GIVEN RECORDS:
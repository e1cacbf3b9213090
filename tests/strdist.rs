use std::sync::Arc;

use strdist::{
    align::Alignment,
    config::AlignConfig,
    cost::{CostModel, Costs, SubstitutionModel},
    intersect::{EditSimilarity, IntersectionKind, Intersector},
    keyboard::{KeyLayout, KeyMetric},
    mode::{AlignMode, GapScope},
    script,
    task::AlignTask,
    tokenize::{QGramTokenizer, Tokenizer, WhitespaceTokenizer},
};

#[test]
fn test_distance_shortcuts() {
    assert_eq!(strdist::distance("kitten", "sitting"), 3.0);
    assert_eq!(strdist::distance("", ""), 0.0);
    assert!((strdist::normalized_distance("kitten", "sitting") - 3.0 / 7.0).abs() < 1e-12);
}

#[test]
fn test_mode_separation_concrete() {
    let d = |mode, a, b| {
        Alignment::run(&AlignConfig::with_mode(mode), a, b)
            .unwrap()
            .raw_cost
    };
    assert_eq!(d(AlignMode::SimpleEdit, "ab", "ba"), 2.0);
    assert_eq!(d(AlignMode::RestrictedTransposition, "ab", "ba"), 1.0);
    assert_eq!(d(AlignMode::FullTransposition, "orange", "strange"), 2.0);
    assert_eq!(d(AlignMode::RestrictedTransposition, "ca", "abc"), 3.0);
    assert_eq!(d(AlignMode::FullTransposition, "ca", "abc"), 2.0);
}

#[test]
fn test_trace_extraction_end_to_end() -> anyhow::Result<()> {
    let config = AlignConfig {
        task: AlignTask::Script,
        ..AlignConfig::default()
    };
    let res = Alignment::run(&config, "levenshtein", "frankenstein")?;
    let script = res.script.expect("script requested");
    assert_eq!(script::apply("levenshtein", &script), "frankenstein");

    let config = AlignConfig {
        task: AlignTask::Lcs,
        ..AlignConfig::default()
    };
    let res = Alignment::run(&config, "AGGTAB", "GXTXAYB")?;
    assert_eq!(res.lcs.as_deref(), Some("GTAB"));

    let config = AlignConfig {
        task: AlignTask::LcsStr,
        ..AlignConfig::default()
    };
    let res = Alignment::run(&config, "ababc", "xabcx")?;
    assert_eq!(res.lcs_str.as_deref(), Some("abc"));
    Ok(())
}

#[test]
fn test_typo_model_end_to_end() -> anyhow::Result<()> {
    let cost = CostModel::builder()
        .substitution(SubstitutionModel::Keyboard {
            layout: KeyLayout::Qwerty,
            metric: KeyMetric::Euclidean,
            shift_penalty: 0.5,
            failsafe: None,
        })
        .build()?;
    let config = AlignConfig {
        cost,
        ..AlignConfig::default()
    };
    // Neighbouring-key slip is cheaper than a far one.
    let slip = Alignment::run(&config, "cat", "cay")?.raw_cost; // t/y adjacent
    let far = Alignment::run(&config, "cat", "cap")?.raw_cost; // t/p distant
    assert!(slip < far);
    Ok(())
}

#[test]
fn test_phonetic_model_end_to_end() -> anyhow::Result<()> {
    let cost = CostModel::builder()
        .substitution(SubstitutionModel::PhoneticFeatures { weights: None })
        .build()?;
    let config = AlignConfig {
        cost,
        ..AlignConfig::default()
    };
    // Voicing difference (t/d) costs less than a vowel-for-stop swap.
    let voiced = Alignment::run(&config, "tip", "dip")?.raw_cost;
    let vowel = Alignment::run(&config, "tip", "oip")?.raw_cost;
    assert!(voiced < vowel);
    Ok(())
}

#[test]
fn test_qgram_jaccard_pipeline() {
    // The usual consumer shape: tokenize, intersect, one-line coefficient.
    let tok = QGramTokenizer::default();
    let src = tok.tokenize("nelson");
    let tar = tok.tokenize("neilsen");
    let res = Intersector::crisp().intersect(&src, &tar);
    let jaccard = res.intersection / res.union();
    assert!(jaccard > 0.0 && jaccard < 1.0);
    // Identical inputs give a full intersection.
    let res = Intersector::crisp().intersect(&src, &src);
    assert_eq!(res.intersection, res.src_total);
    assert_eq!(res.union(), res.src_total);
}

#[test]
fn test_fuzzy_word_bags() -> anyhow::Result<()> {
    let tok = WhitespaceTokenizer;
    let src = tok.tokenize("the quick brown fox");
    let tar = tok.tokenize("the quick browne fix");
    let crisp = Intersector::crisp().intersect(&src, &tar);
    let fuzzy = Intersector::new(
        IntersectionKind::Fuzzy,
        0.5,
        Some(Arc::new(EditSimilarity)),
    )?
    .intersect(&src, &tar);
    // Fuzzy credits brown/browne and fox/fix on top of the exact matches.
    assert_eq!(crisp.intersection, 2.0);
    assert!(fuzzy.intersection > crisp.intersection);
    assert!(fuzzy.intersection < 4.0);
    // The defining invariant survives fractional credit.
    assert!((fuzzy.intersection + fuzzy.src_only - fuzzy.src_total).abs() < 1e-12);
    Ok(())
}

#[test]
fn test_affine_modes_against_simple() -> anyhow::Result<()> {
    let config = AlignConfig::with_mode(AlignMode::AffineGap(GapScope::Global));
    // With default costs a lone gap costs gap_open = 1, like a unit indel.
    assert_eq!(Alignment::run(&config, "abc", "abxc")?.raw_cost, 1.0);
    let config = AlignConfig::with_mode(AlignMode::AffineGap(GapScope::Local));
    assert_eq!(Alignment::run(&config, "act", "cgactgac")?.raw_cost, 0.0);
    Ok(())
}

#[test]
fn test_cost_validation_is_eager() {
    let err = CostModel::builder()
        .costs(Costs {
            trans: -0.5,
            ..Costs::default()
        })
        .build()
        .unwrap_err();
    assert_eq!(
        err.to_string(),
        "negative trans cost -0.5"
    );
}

EXERCISE: Gather all lines of the records that include the word "Result".

YOUR RESPONSE:
fn test_trace_extraction_end_to_end() -> anyhow::Result<()> {
fn test_typo_model_end_to_end() -> anyhow::Result<()> {
fn test_phonetic_model_end_to_end() -> anyhow::Result<()> {
fn test_fuzzy_word_bags() -> anyhow::Result<()> {
fn test_affine_modes_against_simple() -> anyhow::Result<()> {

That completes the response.